Anything that is found is sent back to the CnC server.  The CnC server stores the credentials from the zombie computer and uses them to connect to the Victims FTP server. If only the FTP server name and user name is collected, brute force password guessing can be used to break into accounts with weak and predictable passwords. Once an account is validated it can be loaded into a program that connects and recursively infects all web site content by inserting hidden malicious code.

After infecting the victim’s computer and web site, the attacker now has one more computer in its botnet, and one more web site helping spread the malware. It doesn’t take long before thousands of websites and computers are compromised. These botnets are being rented and sold on black-markets for pay-per-click advertising and other profitable usage.

Here are 3 Quick Tips on How to Prevent this Attack:

1) Turn on automatic updates for your browser and plug-ins

Drive-by downloads and other variants of cross site scripting (XSS) attacks are commonly the first stage of an attack on end users, not servers, in an attempt to infect their computers with malware. In the example above, the victim simply visited a legitimate, but compromised, web site.
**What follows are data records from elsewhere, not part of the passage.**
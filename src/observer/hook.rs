//! Per-element visibility subscription.
//!
//! A [`VisibilityHook`] owns one boolean visibility state and an attachment
//! point. Handing the attachment point an element registers it with the
//! enclosing scope's multiplexer; handing it `None` unregisters. The state is
//! written only by the multiplexer's fan-out for the currently attached element.
//!
//! Without an enclosing scope the hook still works but never reports visible.
//! The same holds when the scope has no rendering surface: deferred content
//! stays deferred in non-interactive rendering.

use super::multiplexer::MultiplexerHandle;
use crate::model::ElementId;
use std::cell::{Cell, RefCell};
use std::fmt;
use std::rc::{Rc, Weak};
use tracing::{debug, warn};

type ChangeListener = Rc<dyn Fn(bool)>;

struct HookState {
    multiplexer: Option<MultiplexerHandle>,
    visible: Cell<bool>,
    attached: Cell<Option<ElementId>>,
    /// Bumped on every visibility change; owners compare it to decide re-rendering.
    version: Cell<u64>,
    listener: RefCell<Option<ChangeListener>>,
}

impl HookState {
    fn set_visible(&self, visible: bool) {
        if self.visible.replace(visible) == visible {
            return;
        }
        self.version.set(self.version.get() + 1);

        // Clone out so the listener may touch the hook again.
        let listener = self.listener.borrow().clone();
        if let Some(listener) = listener {
            listener(visible);
        }
    }
}

fn attach(state: &Rc<HookState>, element: Option<ElementId>) {
    let previous = state.attached.get();
    if previous == element {
        return;
    }

    if let (Some(previous), Some(mux)) = (previous, &state.multiplexer) {
        mux.unregister(previous);
    }
    state.attached.set(element);

    // Nothing has been delivered for the new element yet.
    state.set_visible(false);

    let (Some(element), Some(mux)) = (element, &state.multiplexer) else {
        return;
    };
    debug!(%element, "attaching element");

    let weak: Weak<HookState> = Rc::downgrade(state);
    mux.register(element, move |event| {
        // Owner gone: update-after-unmount is ignored.
        let Some(state) = weak.upgrade() else {
            return;
        };
        if state.attached.get() == Some(event.target) {
            state.set_visible(event.is_intersecting);
        }
    });
}

/// Boolean visibility of one element, fed by the nearest multiplexer.
pub struct VisibilityHook {
    state: Rc<HookState>,
}

impl VisibilityHook {
    /// Create a hook bound to the nearest scope's multiplexer, if any.
    pub fn new(multiplexer: Option<&MultiplexerHandle>) -> Self {
        if multiplexer.is_none() {
            warn!("visibility hook created outside a multiplexer scope; it never reports visible");
        }
        Self {
            state: Rc::new(HookState {
                multiplexer: multiplexer.cloned(),
                visible: Cell::new(false),
                attached: Cell::new(None),
                version: Cell::new(0),
                listener: RefCell::new(None),
            }),
        }
    }

    /// Attachment function: mount (`Some`) or unmount (`None`) an element.
    ///
    /// A previously attached element is unregistered before a new one is
    /// registered. Re-attaching the current element is a no-op.
    pub fn attach(&self, element: Option<ElementId>) {
        attach(&self.state, element);
    }

    /// Detachable attachment point the caller can store and invoke later.
    pub fn attachment(&self) -> Attachment {
        Attachment {
            state: Rc::downgrade(&self.state),
        }
    }

    /// Current visibility.
    pub fn is_visible(&self) -> bool {
        self.state.visible.get()
    }

    /// Currently attached element.
    pub fn attached(&self) -> Option<ElementId> {
        self.state.attached.get()
    }

    /// Change counter; differs from a remembered value iff visibility changed since.
    pub fn version(&self) -> u64 {
        self.state.version.get()
    }

    /// Call `listener` with the new state on every change (re-render request).
    pub fn on_change(&self, listener: impl Fn(bool) + 'static) {
        *self.state.listener.borrow_mut() = Some(Rc::new(listener));
    }

    /// Whether the hook is bound to a multiplexer that still exists.
    pub fn is_bound(&self) -> bool {
        self.state
            .multiplexer
            .as_ref()
            .is_some_and(MultiplexerHandle::is_live)
    }
}

impl Drop for VisibilityHook {
    fn drop(&mut self) {
        if let (Some(element), Some(mux)) = (self.state.attached.get(), &self.state.multiplexer) {
            mux.unregister(element);
        }
    }
}

impl fmt::Debug for VisibilityHook {
    fn fmt(&self, f: &mut fmt::Formatter<'_>) -> fmt::Result {
        f.debug_struct("VisibilityHook")
            .field("visible", &self.is_visible())
            .field("attached", &self.attached())
            .field("bound", &self.is_bound())
            .finish()
    }
}

/// Settable reference handed to whatever mounts the element.
///
/// Holds the hook weakly: once the hook is dropped, setting it does nothing.
#[derive(Clone)]
pub struct Attachment {
    state: Weak<HookState>,
}

impl Attachment {
    /// Mount (`Some`) or unmount (`None`) an element.
    pub fn set(&self, element: Option<ElementId>) {
        if let Some(state) = self.state.upgrade() {
            attach(&state, element);
        }
    }
}

impl fmt::Debug for Attachment {
    fn fmt(&self, f: &mut fmt::Formatter<'_>) -> fmt::Result {
        f.debug_struct("Attachment")
            .field("live", &(self.state.strong_count() > 0))
            .finish()
    }
}

#[cfg(test)]
#[path = "hook_tests.rs"]
mod tests;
Due to an unpatched browser plug-in, the victim’s computer and web site became compromised.

The popular browsers offer the ability to integrate add-ons and plug-ins. A browser plug-in is a handler for a media type that the browser itself cannot render, such as Adobe Flash or Apple Quicktime. Browsers usually have an “auto update” option or annoying pop-ups to help alert users about new patches and updates. Historically, plug-ins have been less “active” in notifying the end user about upgrades and updates. Not being regularly patched and updated, yet being common to most all browsers, makes plug-ins attractive targets for attackers.

Client side interpreters like Javascript, ActiveX, and Java all add significant security risk. Be cautious when browsing sites that require them. Although these interpreters are limited in what they can do outside of the browser environment, it is trivial for attackers to write exploits that steal cookie and session data. Also, as in the example provided, these languages are commonly used to trigger and event that can be exploited.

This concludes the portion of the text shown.